Costa Rica The eight biggest distribution local companies applied the Maturity Model of the Software Engineering Institute. The application of the methodology helps to evaluate and diagnose the current situation of electricity companies, as well as the aspiration for the future and the development of a roadmap for the implementation of intelligent solutions in electrical service. These was done with the support of the CECACIER and CRUSA.
Mexico The Smart Grids development in the Mexico incorporates digital technology in each part of the energy system chain. They have facilitated the incorporation of renewable energy to the Mexican energy matrix. The biggest energy company in the country called Federal Electricity Commission (CFE) is carrying out a project to improve the exchange of data in order to monitor and control electrical parameters of the power grid by using wireless technology. The CFE in conjunction with ELSTER Group have invested in an AMI solution to install it into their grid.
Panama The Secretaria Nacional de Energia de Panama (SNE) has acknowledged the importance of the potential of smart grids as an enabler for the National Energy Strategy. The, SNE must conduct a study on the legislative, regulatory and operational actions to progressively adopt smart grids concepts and technologies in the distribution system of Panama.
Challenges and recommendation for Latin American
• Smart Grid vision is already started to be considered in many regulatory and technological aspects in the different countries of Latin America and around the world.
• After the definition of the Smart Grid Road Map, a suitable policy and legislative framework can be developed at the different responsibilities level.
• Smart Grids will allow an easy participation of the new technologies, including all the components associated with distributed generation. Latin American countries have an interesting opportunity to use non-conventional energy resources because the good availability in comparisons with other countries.

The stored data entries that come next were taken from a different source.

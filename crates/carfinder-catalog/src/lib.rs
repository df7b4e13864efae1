//! Catalog reads and car search.
//!
//! Every operation takes an already-acquired [`rusqlite::Connection`];
//! connection lifetime and deadlines belong to `carfinder-db`.
//!
//! # Search
//!
//! [`search_cars`] joins `cars -> models -> brands` and narrows the result
//! with up to four optional filters, applied in a fixed order:
//!
//! | Filter | Condition |
//! |--------|-----------|
//! | `brand` | `b.id = ?N` |
//! | `model` | `m.id = ?N` |
//! | `year` | `c.year = ?N` |
//! | `max_price` | `c.price <= ?N` |
//!
//! Filter values are only ever bound as statement parameters (see
//! [`FilterQuery`]); they never become part of the SQL text.

mod catalog;
mod error;
mod query;
mod search;

pub use catalog::{list_brands, list_models};
pub use error::CatalogError;
pub use query::{Comparison, FilterQuery, FilterValue};
pub use search::{search_cars, CarFilter};
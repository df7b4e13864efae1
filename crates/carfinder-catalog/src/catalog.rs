//! Full-table catalog reads used to populate the search form.

use carfinder_types::{Brand, Model};
use rusqlite::{Connection, Params, Row};

use crate::error::CatalogError;

/// Returns every brand, ordered by id.
///
/// # Errors
///
/// See [`CatalogError`] for the failure classes.
pub fn list_brands(conn: &Connection) -> Result<Vec<Brand>, CatalogError> {
    let brands = query_all(conn, "SELECT id, name FROM brands ORDER BY id", [], "brand", |row| {
        Ok(Brand {
            id: row.get(0)?,
            name: row.get(1)?,
        })
    })?;

    tracing::debug!(count = brands.len(), "loaded brands");
    Ok(brands)
}

/// Returns every model, ordered by id.
///
/// # Errors
///
/// See [`CatalogError`] for the failure classes.
pub fn list_models(conn: &Connection) -> Result<Vec<Model>, CatalogError> {
    let models = query_all(
        conn,
        "SELECT id, brand_id, name FROM models ORDER BY id",
        [],
        "model",
        |row| {
            Ok(Model {
                id: row.get(0)?,
                brand_id: row.get(1)?,
                name: row.get(2)?,
            })
        },
    )?;

    tracing::debug!(count = models.len(), "loaded models");
    Ok(models)
}

/// Prepares `sql`, binds `params` and maps every row with `map`.
///
/// Keeps the three failure points apart: preparing or binding is
/// [`CatalogError::Query`], stepping the cursor is
/// [`CatalogError::Iteration`], and a row `map` rejects is
/// [`CatalogError::RowScan`].
pub(crate) fn query_all<T, P, F>(
    conn: &Connection,
    sql: &str,
    params: P,
    entity: &'static str,
    map: F,
) -> Result<Vec<T>, CatalogError>
where
    P: Params,
    F: Fn(&Row<'_>) -> rusqlite::Result<T>,
{
    let mut stmt = conn.prepare(sql).map_err(CatalogError::Query)?;
    let mut rows = stmt.query(params).map_err(CatalogError::Query)?;

    let mut out = Vec::new();
    loop {
        let row = match rows.next() {
            Ok(Some(row)) => row,
            Ok(None) => break,
            Err(source) => return Err(CatalogError::Iteration { entity, source }),
        };
        let record = map(row).map_err(|source| CatalogError::RowScan { entity, source })?;
        out.push(record);
    }

    Ok(out)
}
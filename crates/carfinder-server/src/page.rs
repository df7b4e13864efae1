//! Search page rendering.
//!
//! The page is a static HTML template with two placeholders, filled with
//! the brand and model lists as JSON. The JSON lands inside
//! `<script type="application/json">` blocks, so every `<` is written as
//! `\u003c` to keep names like `</script>` from closing the block.

use carfinder_types::{Brand, Model};
use serde::Serialize;

const INDEX_TEMPLATE: &str = include_str!("../templates/index.html");

/// Renders the search page.
///
/// # Errors
///
/// Returns a `serde_json::Error` if a list cannot be serialised.
pub fn render_index(brands: &[Brand], models: &[Model]) -> Result<String, serde_json::Error> {
    let brands_json = script_json(brands)?;
    let models_json = script_json(models)?;

    Ok(fill(
        INDEX_TEMPLATE,
        &[("brands_json", &brands_json), ("models_json", &models_json)],
    ))
}

fn script_json<T: Serialize + ?Sized>(value: &T) -> Result<String, serde_json::Error> {
    Ok(serde_json::to_string(value)?.replace('<', "\\u003c"))
}

/// Replaces `{{key}}` placeholders in a single pass. Inserted values are
/// never rescanned; unknown placeholders are kept as-is.
fn fill(template: &str, vars: &[(&str, &str)]) -> String {
    let mut out = String::with_capacity(template.len());
    let mut rest = template;

    while let Some(start) = rest.find("{{") {
        out.push_str(&rest[..start]);
        let after = &rest[start + 2..];
        let Some(end) = after.find("}}") else {
            out.push_str(&rest[start..]);
            return out;
        };

        let key = after[..end].trim();
        match vars.iter().find(|(k, _)| *k == key) {
            Some((_, value)) => out.push_str(value),
            None => out.push_str(&rest[start..start + 2 + end + 2]),
        }
        rest = &after[end + 2..];
    }

    out.push_str(rest);
    out
}
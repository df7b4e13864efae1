//! Error types for catalog reads and car search.

/// Errors that can occur while reading the catalog or searching cars.
#[derive(Debug, thiserror::Error)]
pub enum CatalogError {
    /// The statement could not be prepared, bound or executed. Filter
    /// values that fail integer coercion land here.
    #[error("query failed: {0}")]
    Query(#[source] rusqlite::Error),

    /// A result row did not have the expected shape.
    #[error("failed to scan {entity} row: {source}")]
    RowScan {
        /// The record being built (`brand`, `model` or `car`).
        entity: &'static str,
        /// The underlying column conversion error.
        source: rusqlite::Error,
    },

    /// The cursor failed while stepping through results.
    #[error("failed while reading {entity} rows: {source}")]
    Iteration {
        /// The record being built.
        entity: &'static str,
        /// The underlying SQLite error.
        source: rusqlite::Error,
    },
}
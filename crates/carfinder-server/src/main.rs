//! Car catalog server binary.
//!
//! Loads configuration, initialises structured logging and the read-only
//! database pool, then serves the search page and API until SIGTERM/SIGINT.

use carfinder_server::{app, config, AppState};
use std::net::SocketAddr;
use tokio::net::TcpListener;
use tracing_subscriber::EnvFilter;

#[tokio::main]
async fn main() {
    // A missing .env is normal; anything in it only fills unset variables.
    let dotenv_loaded = dotenvy::dotenv().is_ok();

    let (config_path, config_source) = config::resolve_config_path(
        std::env::args().nth(1),
        std::env::var("CARFINDER_CONFIG_PATH").ok(),
    );

    let config = config::load_config(Some(config_path.as_str()))
        .expect("failed to load configuration: the server cannot start without valid config");

    let filter =
        EnvFilter::try_new(&config.logging.level).unwrap_or_else(|_| EnvFilter::new("info"));

    if config.logging.json {
        tracing_subscriber::fmt()
            .with_env_filter(filter)
            .json()
            .init();
    } else {
        tracing_subscriber::fmt().with_env_filter(filter).init();
    }

    tracing::info!(
        source = config_source.as_str(),
        path = %config_path,
        dotenv = dotenv_loaded,
        request_timeout_ms = config.server.request_timeout_ms,
        "resolved startup configuration"
    );

    let state = AppState::from_config(&config)
        .expect("failed to create database pool: check database.url in config");

    let addr = SocketAddr::new(config.server.host, config.server.port);
    let listener = TcpListener::bind(addr)
        .await
        .expect("failed to bind to address: is another process using this port?");

    tracing::info!(%addr, "carfinder server listening");

    axum::serve(listener, app(state))
        .with_graceful_shutdown(async {
            let signal = shutdown_signal().await;
            tracing::info!(signal, "shutting down");
        })
        .await
        .expect("server error");

    tracing::info!("carfinder server stopped");
}

/// Resolves with the name of the first shutdown signal received.
async fn shutdown_signal() -> &'static str {
    #[cfg(unix)]
    {
        use tokio::signal::unix::{signal, SignalKind};

        let mut term = signal(SignalKind::terminate()).expect("failed to install SIGTERM handler");
        tokio::select! {
            res = tokio::signal::ctrl_c() => {
                res.expect("failed to install Ctrl+C handler");
                "SIGINT"
            }
            _ = term.recv() => "SIGTERM",
        }
    }

    #[cfg(not(unix))]
    {
        tokio::signal::ctrl_c()
            .await
            .expect("failed to install Ctrl+C handler");
        "ctrl-c"
    }
}
//! Deadline-bound execution of blocking database work.

use crate::pool::DbPool;
use rusqlite::{Connection, InterruptHandle};
use std::sync::atomic::{AtomicBool, Ordering};
use std::sync::Arc;
use std::time::{Duration, Instant};
use thiserror::Error;

/// Errors raised while acquiring a connection or enforcing a deadline.
#[derive(Debug, Error)]
pub enum DbError {
    /// No connection could be established before the deadline.
    #[error("database connection failed: {0}")]
    Connection(#[source] r2d2::Error),

    /// The operation did not finish within its deadline.
    #[error("database operation timed out after {0:?}")]
    Timeout(Duration),

    /// The blocking task panicked or was cancelled.
    #[error("database task failed: {0}")]
    Task(String),
}

impl DbError {
    /// Returns `true` for deadline expiry.
    pub fn is_timeout(&self) -> bool {
        matches!(self, DbError::Timeout(_))
    }
}

/// SQLite VM instructions between cancellation checks.
const PROGRESS_CHECK_OPS: i32 = 1_000;

/// Cancels the blocking half of a run when dropped while armed.
///
/// Setting the flag stops any statement the op starts later (through the
/// progress handler); the interrupt stops the one running now.
struct CancelOnDrop {
    cancelled: Arc<AtomicBool>,
    interrupt: InterruptHandle,
    armed: bool,
}

impl Drop for CancelOnDrop {
    fn drop(&mut self) {
        if self.armed {
            self.cancelled.store(true, Ordering::Relaxed);
            self.interrupt.interrupt();
        }
    }
}

/// Runs `op` against a pooled connection, bounded by `deadline`.
///
/// The connection is acquired on the blocking thread pool with at most
/// `deadline` to spare. `op` then runs on the blocking pool with whatever
/// remains of the deadline. If that expires, or the returned future is
/// dropped first, the run is cancelled: the current statement is
/// interrupted and every statement `op` starts afterwards fails straight
/// away, so the connection goes back to the pool without finishing the
/// remaining work.
///
/// The connection never outlives `op`: it is dropped back into the pool on
/// every exit path.
///
/// # Errors
///
/// Returns [`DbError`] (converted into `E`) for connection, timeout or task
/// failures, and whatever `op` itself returns.
pub async fn run_with_deadline<T, E, F>(pool: &DbPool, deadline: Duration, op: F) -> Result<T, E>
where
    F: FnOnce(&Connection) -> Result<T, E> + Send + 'static,
    T: Send + 'static,
    E: From<DbError> + Send + 'static,
{
    let started = Instant::now();

    let acquire_pool = pool.clone();
    let conn = tokio::task::spawn_blocking(move || acquire_pool.get_timeout(deadline))
        .await
        .map_err(|e| DbError::Task(e.to_string()))?
        .map_err(DbError::Connection)?;

    let remaining = deadline.saturating_sub(started.elapsed());
    if remaining.is_zero() {
        return Err(DbError::Timeout(deadline).into());
    }

    let cancelled = Arc::new(AtomicBool::new(false));
    let mut guard = CancelOnDrop {
        cancelled: Arc::clone(&cancelled),
        interrupt: conn.get_interrupt_handle(),
        armed: true,
    };

    let mut task = tokio::task::spawn_blocking(move || {
        conn.progress_handler(
            PROGRESS_CHECK_OPS,
            Some(move || cancelled.load(Ordering::Relaxed)),
        );
        let result = op(&*conn);
        conn.progress_handler(0, None::<fn() -> bool>);
        result
    });

    match tokio::time::timeout(remaining, &mut task).await {
        Ok(joined) => {
            guard.armed = false;
            joined.map_err(|e| DbError::Task(e.to_string()))?
        }
        Err(_) => {
            drop(guard);
            tracing::debug!(
                deadline_ms = deadline.as_millis() as u64,
                "database operation exceeded deadline, cancelled"
            );
            Err(DbError::Timeout(deadline).into())
        }
    }
}
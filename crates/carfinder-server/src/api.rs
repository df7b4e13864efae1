//! HTTP handlers for the catalog page and the search API.

use crate::{page, AppState};
use axum::{
    extract::{Extension, Query},
    http::StatusCode,
    response::{Html, IntoResponse, Response},
    Json,
};
use carfinder_catalog::{list_brands, list_models, search_cars, CarFilter, CatalogError};
use carfinder_db::{run_with_deadline, DbError};
use carfinder_types::Car;
use std::sync::Arc;
use thiserror::Error;

/// API error type. Every variant is a `500` with a plain-text body.
#[derive(Debug, Error)]
pub enum ApiError {
    /// Connection, deadline or task failure.
    #[error(transparent)]
    Database(#[from] DbError),
    #[error("failed to load brands: {0}")]
    Brands(#[source] CatalogError),
    #[error("failed to load models: {0}")]
    Models(#[source] CatalogError),
    #[error("car search failed: {0}")]
    Search(#[source] CatalogError),
    #[error("failed to render page: {0}")]
    Render(#[source] serde_json::Error),
}

impl IntoResponse for ApiError {
    fn into_response(self) -> Response {
        let message = self.to_string();
        match &self {
            ApiError::Database(e) if e.is_timeout() => {
                tracing::warn!(error = %message, "request hit database deadline");
            }
            _ => tracing::error!(error = %message, "request failed"),
        }

        (StatusCode::INTERNAL_SERVER_ERROR, message).into_response()
    }
}

/// Handler for `GET /`.
///
/// Renders the search page with the full brand and model lists embedded
/// for the client-side filter controls.
pub async fn index_handler(
    Extension(state): Extension<Arc<AppState>>,
) -> Result<Html<String>, ApiError> {
    let (brands, models) = run_with_deadline(&state.pool, state.request_timeout, |conn| {
        let brands = list_brands(conn).map_err(ApiError::Brands)?;
        let models = list_models(conn).map_err(ApiError::Models)?;
        Ok::<_, ApiError>((brands, models))
    })
    .await?;

    let html = page::render_index(&brands, &models).map_err(ApiError::Render)?;
    Ok(Html(html))
}

/// Handler for `GET /search?brand=&model=&year=&price=`.
///
/// All parameters are optional; empty values are ignored and a repeated
/// parameter keeps its first value. Responds with a JSON array of cars.
pub async fn search_handler(
    Extension(state): Extension<Arc<AppState>>,
    Query(params): Query<Vec<(String, String)>>,
) -> Result<Json<Vec<Car>>, ApiError> {
    let filter = CarFilter::from_pairs(params);
    let cars = run_with_deadline(&state.pool, state.request_timeout, move |conn| {
        search_cars(conn, &filter).map_err(ApiError::Search)
    })
    .await?;

    Ok(Json(cars))
}
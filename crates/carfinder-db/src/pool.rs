//! Connection pool creation and configuration.

use r2d2::Pool;
use r2d2_sqlite::SqliteConnectionManager;
use rusqlite::OpenFlags;
use std::time::Duration;
use thiserror::Error;

/// Runtime tunables for SQLite connection behavior.
#[derive(Debug, Clone, Copy, PartialEq, Eq)]
pub struct DbRuntimeSettings {
    /// Busy timeout for SQLite connections, in milliseconds.
    pub busy_timeout_ms: u64,

    /// Maximum number of pooled SQLite connections.
    pub pool_max_size: u32,
}

impl Default for DbRuntimeSettings {
    fn default() -> Self {
        Self {
            busy_timeout_ms: 5_000,
            pool_max_size: 8,
        }
    }
}

/// A type alias for the SQLite connection pool.
pub type DbPool = Pool<SqliteConnectionManager>;

/// Errors that can occur when creating the database pool.
#[derive(Debug, Error)]
pub enum PoolError {
    /// The connection string is empty.
    #[error("database url must not be empty")]
    EmptyUrl,

    /// The pool configuration was rejected.
    #[error("invalid database pool settings: {0}")]
    InvalidSettings(String),
}

/// Creates a pool of read-only SQLite connections.
///
/// `db_url` is a file path or a `file:` URI. Connections are opened on
/// demand, so this never touches the database itself; a missing or
/// unreadable database is reported when a request first asks for a
/// connection.
///
/// # Errors
///
/// Returns `PoolError::EmptyUrl` for a blank URL and
/// `PoolError::InvalidSettings` if the pool size is zero.
pub fn create_pool(db_url: &str, settings: DbRuntimeSettings) -> Result<DbPool, PoolError> {
    if db_url.trim().is_empty() {
        return Err(PoolError::EmptyUrl);
    }
    if settings.pool_max_size == 0 {
        return Err(PoolError::InvalidSettings(
            "pool_max_size must be at least 1".to_string(),
        ));
    }

    let flags = OpenFlags::SQLITE_OPEN_READ_ONLY
        | OpenFlags::SQLITE_OPEN_URI
        | OpenFlags::SQLITE_OPEN_FULL_MUTEX;

    let manager = SqliteConnectionManager::file(db_url)
        .with_flags(flags)
        .with_init(move |conn| {
            conn.busy_timeout(Duration::from_millis(settings.busy_timeout_ms))
        });

    let pool = Pool::builder()
        .max_size(settings.pool_max_size)
        .min_idle(Some(0))
        .build_unchecked(manager);

    tracing::debug!(
        url = db_url,
        max_size = settings.pool_max_size,
        "created read-only database pool"
    );

    Ok(pool)
}
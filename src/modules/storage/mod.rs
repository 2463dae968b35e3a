//! Storage module for photo files
//!
//! The filesystem is the database: a photo exists exactly when its file
//! exists under the photos directory.

mod photo_store;

pub use photo_store::PhotoStore;
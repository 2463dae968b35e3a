pub mod photo_dto;

pub use photo_dto::{
    is_listable_extension, is_upload_extension, UploadResponseDto, LISTABLE_EXTENSIONS,
    UPLOAD_EXTENSIONS,
};
mod core;
mod features;
mod modules;
mod shared;

use crate::core::access::AccessPolicy;
use crate::core::config::Config;
use crate::core::middleware::{self, RequestLoggerState};
use crate::features::health::routes as health_routes;
use crate::features::pages::routes as pages_routes;
use crate::features::photos::{routes as photos_routes, PhotoService};
use crate::modules::request_log::RequestLog;
use crate::modules::storage::PhotoStore;
use axum::{middleware::from_fn_with_state, Router};
use std::sync::Arc;
use tower_http::request_id::{PropagateRequestIdLayer, SetRequestIdLayer};
use tower_http::services::ServeDir;
use tower_http::trace::{DefaultOnRequest, DefaultOnResponse, TraceLayer};
use tracing::Level;
use tracing_subscriber::{layer::SubscriberExt, util::SubscriberInitExt};

fn main() -> anyhow::Result<()> {
    // Build Tokio runtime with configurable worker threads
    let worker_threads = std::env::var("TOKIO_WORKER_THREADS")
        .ok()
        .and_then(|s| s.parse().ok())
        .unwrap_or_else(|| {
            std::thread::available_parallelism()
                .map(|p| p.get())
                .unwrap_or(4)
        });

    let runtime = tokio::runtime::Builder::new_multi_thread()
        .worker_threads(worker_threads)
        .max_blocking_threads(worker_threads * 4)
        .enable_all()
        .build()?;

    runtime.block_on(async_main(worker_threads))
}

async fn async_main(worker_threads: usize) -> anyhow::Result<()> {
    // Load .env file BEFORE initializing logger so RUST_LOG is available
    let _ = dotenvy::dotenv();

    tracing_subscriber::registry()
        .with(
            tracing_subscriber::EnvFilter::try_from_default_env().unwrap_or_else(|_| "info".into()),
        )
        .with(tracing_subscriber::fmt::layer())
        .init();

    // Load configuration
    let config = Config::from_env().map_err(|e| anyhow::anyhow!(e))?;

    // Log system info
    let available_cpus = std::thread::available_parallelism()
        .map(|p| p.get())
        .unwrap_or(1);
    tracing::info!(
        "System info: available_cpus={}, tokio_worker_threads={}, pid={}",
        available_cpus,
        worker_threads,
        std::process::id()
    );

    tracing::info!("Configuration loaded successfully");

    // Build the static access policy; malformed rules refuse startup
    let access_policy =
        Arc::new(AccessPolicy::from_config(&config.access).map_err(|e| anyhow::anyhow!(e))?);
    tracing::info!(
        "Access policy loaded: {} allowed networks, {} blocked addresses",
        access_policy.allowed_network_count(),
        access_policy.blocked_address_count()
    );

    // Open the append-only request log
    let request_log = Arc::new(RequestLog::open(&config.request_log.file)?);
    tracing::info!("Request log opened: {}", config.request_log.file.display());

    // Initialize photo storage
    let photo_store = PhotoStore::new(config.storage.photos_dir());
    photo_store.ensure_dir().await?;
    tracing::info!("Photo storage ready: {}", photo_store.base_dir().display());
    let photo_service = Arc::new(PhotoService::new(photo_store, "/static/photos"));

    let logger_state = RequestLoggerState {
        log: Arc::clone(&request_log),
        body_limit: config.app.max_upload_bytes + 1024 * 1024,
    };

    // API routes share the filter chain: access control first, then the
    // request logger, then the handler.
    let api_routes = Router::new()
        .merge(pages_routes())
        .merge(photos_routes(
            Arc::clone(&photo_service),
            config.app.max_upload_bytes,
        ))
        .merge(health_routes())
        .layer(from_fn_with_state(logger_state, middleware::request_logger))
        .layer(from_fn_with_state(
            Arc::clone(&access_policy),
            middleware::ip_filter,
        ));

    // Static assets (including stored photos) are served outside the filters
    let app = Router::new()
        .merge(api_routes)
        .nest_service("/static", ServeDir::new(&config.storage.static_dir))
        .layer(middleware::cors_layer(
            config.app.cors_allowed_origins.clone(),
        ))
        // Propagate X-Request-Id to response headers
        .layer(PropagateRequestIdLayer::x_request_id())
        .layer(
            TraceLayer::new_for_http()
                .make_span_with(middleware::MakeSpanWithRequestId)
                .on_request(DefaultOnRequest::new().level(Level::INFO))
                .on_response(DefaultOnResponse::new().level(Level::INFO)),
        )
        // Generate X-Request-Id using UUID v7 (or use client-provided one)
        .layer(SetRequestIdLayer::x_request_id(middleware::MakeRequestUuid));

    // Start server
    let addr = config.app.server_address();
    let socket_addr: std::net::SocketAddr = addr
        .parse()
        .map_err(|e| anyhow::anyhow!("Invalid address: {}", e))?;

    // Use socket2 for TCP listener configuration
    let socket = socket2::Socket::new(
        socket2::Domain::for_address(socket_addr),
        socket2::Type::STREAM,
        Some(socket2::Protocol::TCP),
    )?;

    socket.set_reuse_address(true)?;
    #[cfg(unix)]
    socket.set_reuse_port(true)?;
    socket.set_nodelay(true)?;

    socket.set_nonblocking(true)?;
    socket.bind(&socket_addr.into())?;
    socket.listen(1024)?;

    let listener = tokio::net::TcpListener::from_std(socket.into())?;
    tracing::info!("Server listening on {}", format!("http://{}", addr));

    axum::serve(
        listener,
        app.into_make_service_with_connect_info::<std::net::SocketAddr>(),
    )
    .await?;

    Ok(())
}
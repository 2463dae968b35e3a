use std::env;
use std::path::PathBuf;

#[derive(Debug, Clone)]
pub struct Config {
    pub app: AppConfig,
    pub access: AccessConfig,
    pub storage: StorageConfig,
    pub request_log: RequestLogConfig,
}

#[derive(Debug, Clone)]
pub struct AppConfig {
    pub host: String,
    pub port: u16,
    pub cors_allowed_origins: Vec<String>,
    pub max_upload_bytes: usize,
}

/// Static IP access rules, evaluated per request and immutable at runtime.
#[derive(Debug, Clone)]
pub struct AccessConfig {
    /// CIDR ranges permitted to reach the service
    pub allowed_networks: Vec<String>,
    /// Individual addresses denied regardless of allow-list membership
    pub blocked_addresses: Vec<String>,
}

/// Filesystem layout for static assets and stored photos
#[derive(Debug, Clone)]
pub struct StorageConfig {
    /// Root directory served under /static
    pub static_dir: PathBuf,
}

#[derive(Debug, Clone)]
pub struct RequestLogConfig {
    /// Append-only NDJSON destination for per-request records
    pub file: PathBuf,
}

impl Config {
    pub fn from_env() -> Result<Self, String> {
        // Load .env file if exists, ignore if not found (optional for production)
        if let Err(e) = dotenvy::dotenv() {
            // Only error if it's not "file not found" - that's acceptable
            if !e.to_string().contains("not found") {
                eprintln!("Warning: Error loading .env file: {}", e);
            }
        }

        Ok(Config {
            app: AppConfig::from_env()?,
            access: AccessConfig::from_env(),
            storage: StorageConfig::from_env(),
            request_log: RequestLogConfig::from_env(),
        })
    }
}

impl AppConfig {
    const DEFAULT_MAX_UPLOAD_BYTES: usize = 10 * 1024 * 1024; // 10MB

    pub fn from_env() -> Result<Self, String> {
        let host = env::var("HOST").unwrap_or_else(|_| "0.0.0.0".to_string());
        let port = env::var("PORT")
            .unwrap_or_else(|_| "8000".to_string())
            .parse::<u16>()
            .map_err(|e| format!("Invalid PORT: {}", e))?;

        // Parse CORS allowed origins from comma-separated string
        let cors_allowed_origins = env::var("CORS_ALLOWED_ORIGINS")
            .unwrap_or_else(|_| "*".to_string())
            .split(',')
            .map(|s| s.trim().to_string())
            .filter(|s| !s.is_empty())
            .collect();

        let max_upload_bytes = env::var("MAX_UPLOAD_BYTES")
            .unwrap_or_else(|_| Self::DEFAULT_MAX_UPLOAD_BYTES.to_string())
            .parse::<usize>()
            .map_err(|_| "MAX_UPLOAD_BYTES must be a valid number".to_string())?;

        Ok(Self {
            host,
            port,
            cors_allowed_origins,
            max_upload_bytes,
        })
    }

    pub fn server_address(&self) -> String {
        format!("{}:{}", self.host, self.port)
    }
}

impl AccessConfig {
    /// Private ranges plus loopback; overridden via ALLOWED_NETWORKS
    const DEFAULT_ALLOWED_NETWORKS: &'static str =
        "127.0.0.0/8,10.0.0.0/8,172.16.0.0/12,192.168.0.0/16";

    pub fn from_env() -> Self {
        let allowed_networks = env::var("ALLOWED_NETWORKS")
            .unwrap_or_else(|_| Self::DEFAULT_ALLOWED_NETWORKS.to_string())
            .split(',')
            .map(|s| s.trim().to_string())
            .filter(|s| !s.is_empty())
            .collect();

        let blocked_addresses = env::var("BLOCKED_IPS")
            .unwrap_or_default()
            .split(',')
            .map(|s| s.trim().to_string())
            .filter(|s| !s.is_empty())
            .collect();

        Self {
            allowed_networks,
            blocked_addresses,
        }
    }
}

impl StorageConfig {
    pub fn from_env() -> Self {
        let static_dir = env::var("STATIC_DIR").unwrap_or_else(|_| "static".to_string());

        Self {
            static_dir: PathBuf::from(static_dir),
        }
    }

    /// Uploaded and listed photos live in a fixed subdirectory of the static root
    pub fn photos_dir(&self) -> PathBuf {
        self.static_dir.join("photos")
    }
}

impl RequestLogConfig {
    pub fn from_env() -> Self {
        let file = env::var("REQUEST_LOG_FILE").unwrap_or_else(|_| "logs/requests.log".to_string());

        Self {
            file: PathBuf::from(file),
        }
    }
}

• Specific cost-benefits scenarios must be analyzed in the various Latin American situations by the different stakeholders and implemented considering the potential of policy and regulation adaptation.
• The development of smart grids technologies relies on technology interoperability, which is achieved through an adequate standardization.
Conclusions
• Smart Grid implementation process is still an ongoing effort in the whole world. State of arts showed that nothing have been developed completely regarding this topic.
• There are still some open questions about standardization process, selection of smart grid applications and regulatory aspects.
• Latin-American governments must invest in the effort to ease the definition of the energy modernization goals.
• Latin-American countries are already aware about the importance of the Smart Grid implementation in their electric grids. Then, for 2030 it is expected that Latin-American countries at least have defined a Smart Grid vision and a road map developed.